ESC Wishlist + Save for Later:

  • Built-in social sharing is a core feature designed to extend reach organically. Customers can share lists with friends, which can help referral-like effects with minimal overhead.

Wishlist Pilot:

  • No explicit emphasis on social sharing in the provided descriptions. The focus is on persistence and reminders.

Who benefits: Brands that rely on social proof, gifting, or group buying (e.g., wedding registries, gift lists) may appreciate ESC’s sharing feature.

Customization and visual integration

ESC Wishlist + Save for Later:

  • Notes a broad range of options for customizing how the app looks on the store. The cart placement is a distinctive UX choice.

Wishlist Pilot:

  • Promises a fully customizable widget and customizable button, plus the ability to hide branding on paid tiers.

Practical note: Both allow visual tweaks, but Wishlist Pilot’s tiered ability to hide branding may be important for merchants who want a seamless, fully white-labeled experience.

Pricing & Value

Price levels and what's included

ESC Wishlist + Save for Later:

  • Monthly plan: $5 / month.
  • Offerings are simple and single-plan focused.

Wishlist Pilot:

  • Free plan: limited to 2,000 wishlist entries, basic support, one-click install.
  • Basic: $4 / month (10,000 wishlist additions, full widget, hide branding).
  • Premium: $9 / month (100,000 additions, email reminders, full customization).
  • Unlimited: $19 / month (unlimited additions, email reminders).

Direct comparison:

  • Entry price: Wishlist Pilot’s free tier undercuts ESC for stores with very light wishlist needs. ESC’s $5 plan is inexpensive but not free.
  • Scaling: Wishlist Pilot provides clear scaling options up to an unlimited plan, which helps merchants forecast costs as wishlist activity grows.
  • Feature-to-price ratio: Wishlist Pilot’s paid tiers unlock email reminders and higher data capacity, which increases the functional value above ESC’s single $5 plan.

Value for money

ESC Wishlist + Save for Later can be attractive for merchants who want a very simple widget and low monthly overhead. For stores that only need a save-for-later option visible at checkout and some sharing capabilities, $5 per month is straightforward and predictable.

Wishlist Pilot is better value for merchants who need higher capacity, automated email reminders, and the option to hide app branding. The free tier is useful for testing basic functionality before upgrading. As wishlist features generate measurable re-engagement (reminder emails, persistent sessions), Wishlist Pilot’s higher tiers can justify their cost through recovered sales.

Avoid saying “cheaper”: Wishlist Pilot offers better value for money when a store needs email reminders, session persistence, or significant wishlist traffic. ESC provides better value for money for merchants seeking the simplest possible save-for-later solution that sits in the cart.

Billing and upgrade considerations

  • ESC: Single $5 monthly plan simplifies billing but limits feature expansion unless the app adds new tiers.
  • Wishlist Pilot: Clear upgrade path from free to unlimited helps merchants scale without migrating apps.

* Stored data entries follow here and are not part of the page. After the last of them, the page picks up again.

//! Benchmarks for the similarity index and hash embeddings.
//!
//! Benchmark targets:
//! - Nearest-neighbour query over 1,000 records: <5ms
//! - Nearest-neighbour query over 10,000 records: <50ms
//!
//! The in-memory index is an exhaustive scan, so query cost is expected to
//! grow linearly with the record count.

// Criterion macros generate items without docs - this is expected for benchmarks
// Benchmarks use expect/unwrap for simplicity - panics are acceptable in benchmarks
#![allow(missing_docs)]
#![allow(clippy::expect_used, clippy::unwrap_used)]

use criterion::{BenchmarkId, Criterion, Throughput, black_box, criterion_group, criterion_main};
use std::time::Duration;
use taleprint::embedding::{DEFAULT_DIMENSIONS, EmbeddingProvider, HashEmbeddingProvider};
use taleprint::storage::{CancelFlag, SimilarityRecord};
use taleprint::{MemorySimilarityIndex, RecordId, SimilarityIndex};

// ============================================================================
// Helper Functions
// ============================================================================

const SAMPLE_CONTENT: &[&str] = &[
    "The lighthouse keeper counted one light too many",
    "A voice on the baby monitor that knows your name",
    "The village well answers questions for a price",
    "Every mirror in the house shows the room a minute late",
    "The elevator stops at a floor the building does not have",
];

fn records(provider: &HashEmbeddingProvider, count: usize) -> Vec<SimilarityRecord> {
    (0..count)
        .map(|i| {
            let text = format!("{} - retelling {i}", SAMPLE_CONTENT[i % SAMPLE_CONTENT.len()]);
            SimilarityRecord::new(
                RecordId::new(format!("r{i:05}")),
                provider.embed(&text).unwrap(),
            )
        })
        .collect()
}

fn populated(provider: &HashEmbeddingProvider, count: usize) -> MemorySimilarityIndex {
    let index = MemorySimilarityIndex::new(DEFAULT_DIMENSIONS);
    index
        .rebuild(records(provider, count), &CancelFlag::new())
        .unwrap();
    index
}

// ============================================================================
// Similarity Benchmarks
// ============================================================================

fn bench_hash_embedding(c: &mut Criterion) {
    let provider = HashEmbeddingProvider::new();
    let mut group = c.benchmark_group("hash_embedding");
    group.throughput(Throughput::Elements(1));
    group.bench_function("embed", |b| {
        b.iter(|| provider.embed(black_box(SAMPLE_CONTENT[0])).unwrap());
    });
    group.finish();
}

fn bench_query(c: &mut Criterion) {
    let provider = HashEmbeddingProvider::new();
    let query = provider.embed(SAMPLE_CONTENT[2]).unwrap();

    let mut group = c.benchmark_group("index_query");
    group.measurement_time(Duration::from_secs(10));
    for size in [1_000, 10_000] {
        let index = populated(&provider, size);
        group.bench_with_input(BenchmarkId::from_parameter(size), &index, |b, index| {
            b.iter(|| index.query(black_box(&query), 5, None).unwrap());
        });
    }
    group.finish();
}

fn bench_rebuild(c: &mut Criterion) {
    let provider = HashEmbeddingProvider::new();
    let source = records(&provider, 1_000);
    let index = MemorySimilarityIndex::new(DEFAULT_DIMENSIONS);

    let mut group = c.benchmark_group("index_rebuild");
    group.throughput(Throughput::Elements(1_000));
    group.bench_function("1000", |b| {
        b.iter(|| index.rebuild(source.clone(), &CancelFlag::new()).unwrap());
    });
    group.finish();
}

criterion_group!(benches, bench_hash_embedding, bench_query, bench_rebuild);
criterion_main!(benches);
//! Deduplication pipeline integration tests.
//!
//! Covers the advisory semantics end to end:
//! - A 0.92-similar retelling is `High` and still persisted
//! - Provider failures and timeouts become `Unknown` for exactly those items
//! - Least-used selection deprioritizes `High` records without excluding them

// Integration tests use expect/unwrap for simplicity - panics are acceptable in tests
#![allow(clippy::expect_used, clippy::unwrap_used)]

use std::sync::Arc;
use std::thread;
use std::time::{Duration, Instant};
use taleprint::embedding::{EmbedError, EmbeddingProvider, HashEmbeddingProvider};
use taleprint::storage::CancelFlag;
use taleprint::{
    BoundedEmbedder, CanonicalFingerprint, Category, DedupItem, DeduplicationService,
    DuplicateLevel, MemorySimilarityIndex, RecordId, Registry, SelectionFilter, SimilarityIndex,
    TaleprintConfig,
};

fn fingerprint() -> CanonicalFingerprint {
    "setting=domestic,fear=abandonment,antagonist=human,mechanism=manipulation,twist=complicity"
        .parse()
        .unwrap()
}

fn item(id: &str, text: &str) -> DedupItem {
    DedupItem::new(id, fingerprint(), Category::Story, text)
}

fn build<P: EmbeddingProvider + 'static>(
    provider: P,
    timeout: Duration,
) -> (DeduplicationService<P>, Arc<Registry>, Arc<MemorySimilarityIndex>) {
    let dimensions = provider.dimensions();
    let registry = Arc::new(Registry::in_memory());
    let index = Arc::new(MemorySimilarityIndex::new(dimensions));
    let embedder = BoundedEmbedder::with_limits(Arc::new(provider), 3, timeout);
    let service = DeduplicationService::new(
        embedder,
        Arc::clone(&index) as Arc<dyn SimilarityIndex>,
        Arc::clone(&registry),
        &TaleprintConfig::default(),
    )
    .unwrap();
    (service, registry, index)
}

/// Maps a text prefix to a direction in a 4-dimensional space.
struct AngleProvider;

impl EmbeddingProvider for AngleProvider {
    fn dimensions(&self) -> usize {
        4
    }

    fn embed(&self, text: &str) -> Result<Vec<f32>, EmbedError> {
        match text.split_whitespace().next() {
            Some("ORIGINAL") => Ok(vec![1.0, 0.0, 0.0, 0.0]),
            Some("RETELLING") => {
                let s = 0.92f32;
                Ok(vec![s, (1.0 - s * s).sqrt(), 0.0, 0.0])
            },
            Some("UNRELATED") => Ok(vec![0.0, 0.0, 1.0, 0.0]),
            Some("SLOW") => {
                thread::sleep(Duration::from_millis(400));
                Ok(vec![0.0, 0.0, 0.0, 1.0])
            },
            _ => Err(EmbedError::Unavailable("provider offline".to_string())),
        }
    }
}

#[tokio::test]
async fn test_near_duplicate_is_high_and_still_persisted() {
    let (service, registry, index) = build(AngleProvider, Duration::from_secs(5));

    let first = service
        .check(&item("story-1", "ORIGINAL the house that forgot us"))
        .await;
    let second = service
        .check(&item("story-2", "RETELLING the house that forgot us, again"))
        .await;

    assert_eq!(first.signal.level, DuplicateLevel::Low);
    assert_eq!(second.signal.level, DuplicateLevel::High);
    assert!((second.signal.score - 0.92).abs() < 1e-3);
    assert_eq!(second.signal.nearest_id, Some(RecordId::new("story-1")));
    assert!(second.persisted);

    let stored = registry.get(&RecordId::new("story-2")).unwrap();
    assert_eq!(stored.dedup_signal, Some(DuplicateLevel::High));
    assert!(index.contains(&RecordId::new("story-2")));

    let stats = registry.stats();
    assert_eq!(stats.high_signal_ids, vec![RecordId::new("story-2")]);
}

#[tokio::test]
async fn test_high_records_are_deprioritized_not_excluded() {
    let (service, registry, _index) = build(AngleProvider, Duration::from_secs(5));
    service.check(&item("a", "ORIGINAL one")).await;
    service.check(&item("b", "RETELLING one")).await;

    // "a" is used once; "b" is unused but High.
    registry.mark_used(&RecordId::new("a")).unwrap();
    assert_eq!(
        registry.select_least_used(&SelectionFilter::new()),
        Some(RecordId::new("a"))
    );

    registry.retire(&RecordId::new("a")).unwrap();
    assert_eq!(
        registry.select_least_used(&SelectionFilter::new()),
        Some(RecordId::new("b"))
    );
}

#[tokio::test]
async fn test_batch_failures_yield_unknown_for_exactly_that_subset() {
    let (service, registry, index) = build(AngleProvider, Duration::from_secs(5));
    let items = vec![
        item("ok-1", "ORIGINAL"),
        item("bad-1", "offline text"),
        item("ok-2", "UNRELATED"),
        item("bad-2", ""),
        item("ok-3", "RETELLING"),
    ];

    let reports = service.check_batch(&items).await;
    let levels: Vec<(String, DuplicateLevel)> = reports
        .iter()
        .map(|r| (r.id.to_string(), r.signal.level))
        .collect();

    assert_eq!(
        levels,
        vec![
            ("ok-1".to_string(), DuplicateLevel::Low),
            ("bad-1".to_string(), DuplicateLevel::Unknown),
            ("ok-2".to_string(), DuplicateLevel::Low),
            ("bad-2".to_string(), DuplicateLevel::Unknown),
            ("ok-3".to_string(), DuplicateLevel::High),
        ]
    );
    assert!(reports.iter().all(|r| r.persisted));
    assert_eq!(registry.len(), 5);
    assert_eq!(index.count(), 3);
    assert_eq!(
        registry.stats().by_level.get(&DuplicateLevel::Unknown),
        Some(&2)
    );
}

#[tokio::test(flavor = "multi_thread", worker_threads = 2)]
async fn test_timeout_resolves_to_unknown() {
    let (service, registry, _index) = build(AngleProvider, Duration::from_millis(50));

    let report = service.check(&item("slow", "SLOW burn")).await;
    assert_eq!(report.signal.level, DuplicateLevel::Unknown);
    assert!(report.persisted);
    assert_eq!(
        registry.get(&RecordId::new("slow")).unwrap().dedup_signal,
        Some(DuplicateLevel::Unknown)
    );
}

#[tokio::test]
async fn test_hash_provider_flags_verbatim_repeats() {
    let (service, _registry, _index) =
        build(HashEmbeddingProvider::new(), Duration::from_secs(5));
    let text = "The lighthouse keeper counted the lights every night until one night there was one extra.";

    let first = service.check(&item("lh-1", text)).await;
    let repeat = service.check(&item("lh-2", text)).await;
    let empty = service.check(&item("lh-3", "   ")).await;

    assert_eq!(first.signal.level, DuplicateLevel::Low);
    assert_eq!(repeat.signal.level, DuplicateLevel::High);
    assert_eq!(empty.signal.level, DuplicateLevel::Unknown);
}

#[tokio::test(flavor = "multi_thread", worker_threads = 4)]
async fn test_saturated_provider_still_resolves_to_unknown_in_time() {
    let (service, registry, _index) = build(AngleProvider, Duration::from_millis(50));

    // Three hung calls hold every bulkhead permit for 400ms.
    let hung = service
        .check_batch(&[
            item("slow-1", "SLOW one"),
            item("slow-2", "SLOW two"),
            item("slow-3", "SLOW three"),
        ])
        .await;
    assert!(hung.iter().all(|r| r.signal.level == DuplicateLevel::Unknown));

    let start = Instant::now();
    let queued = service.check(&item("fresh", "ORIGINAL while saturated")).await;
    assert_eq!(queued.signal.level, DuplicateLevel::Unknown);
    assert!(queued.persisted);
    assert!(
        start.elapsed() < Duration::from_millis(150),
        "queued check waited {:?}",
        start.elapsed()
    );
    assert_eq!(
        registry.get(&RecordId::new("fresh")).unwrap().dedup_signal,
        Some(DuplicateLevel::Unknown)
    );
}

#[tokio::test]
async fn test_reindex_updates_registry_levels() {
    let (service, registry, index) = build(AngleProvider, Duration::from_secs(5));
    service.check(&item("tale-1", "ORIGINAL the drowned bell")).await;
    service.check(&item("tale-2", "UNRELATED the quiet orchard")).await;
    service.check(&item("tale-3", "UNRELATED a second orchard")).await;
    assert_eq!(registry.stats().high_signal_ids, vec![RecordId::new("tale-3")]);

    // The new corpus makes tale-2 a retelling of tale-1; tale-3 cannot be embedded.
    let corpus = vec![
        (RecordId::new("tale-1"), "ORIGINAL the drowned bell".to_string()),
        (RecordId::new("tale-2"), "RETELLING the drowned bell".to_string()),
        (RecordId::new("tale-3"), "offline".to_string()),
    ];
    let report = service.reindex(&corpus, &CancelFlag::new()).await.unwrap();

    assert_eq!(report.indexed, 2);
    assert_eq!(report.unknown, vec![RecordId::new("tale-3")]);
    assert_eq!(registry.stats().high_signal_ids, vec![RecordId::new("tale-2")]);
    assert_eq!(
        registry.get(&RecordId::new("tale-1")).unwrap().dedup_signal,
        Some(DuplicateLevel::Low)
    );
    assert_eq!(
        registry.get(&RecordId::new("tale-3")).unwrap().dedup_signal,
        Some(DuplicateLevel::Unknown)
    );
    assert!(!index.contains(&RecordId::new("tale-3")));
}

Operational note: Frequent app switching to chase features can harm data continuity. A scalable plan (like Wishlist Pilot’s) reduces migration friction.

Integrations and Technical Considerations

Integrations with email, analytics, and other tools

ESC Wishlist + Save for Later:

  • No explicit third-party integration list in the provided data. Likely a lightweight setup without deep integrations.

Wishlist Pilot:

  • Mentions import/export support and email reminders, implying some level of email capability. No explicit named integrations are provided.

Why it matters: Merchants who use Klaviyo, Omnisend, or other ESPs often want wishlist events to trigger automated flows. Absence of explicit integrations makes it harder to assess how easily wishlist data will feed existing marketing automations.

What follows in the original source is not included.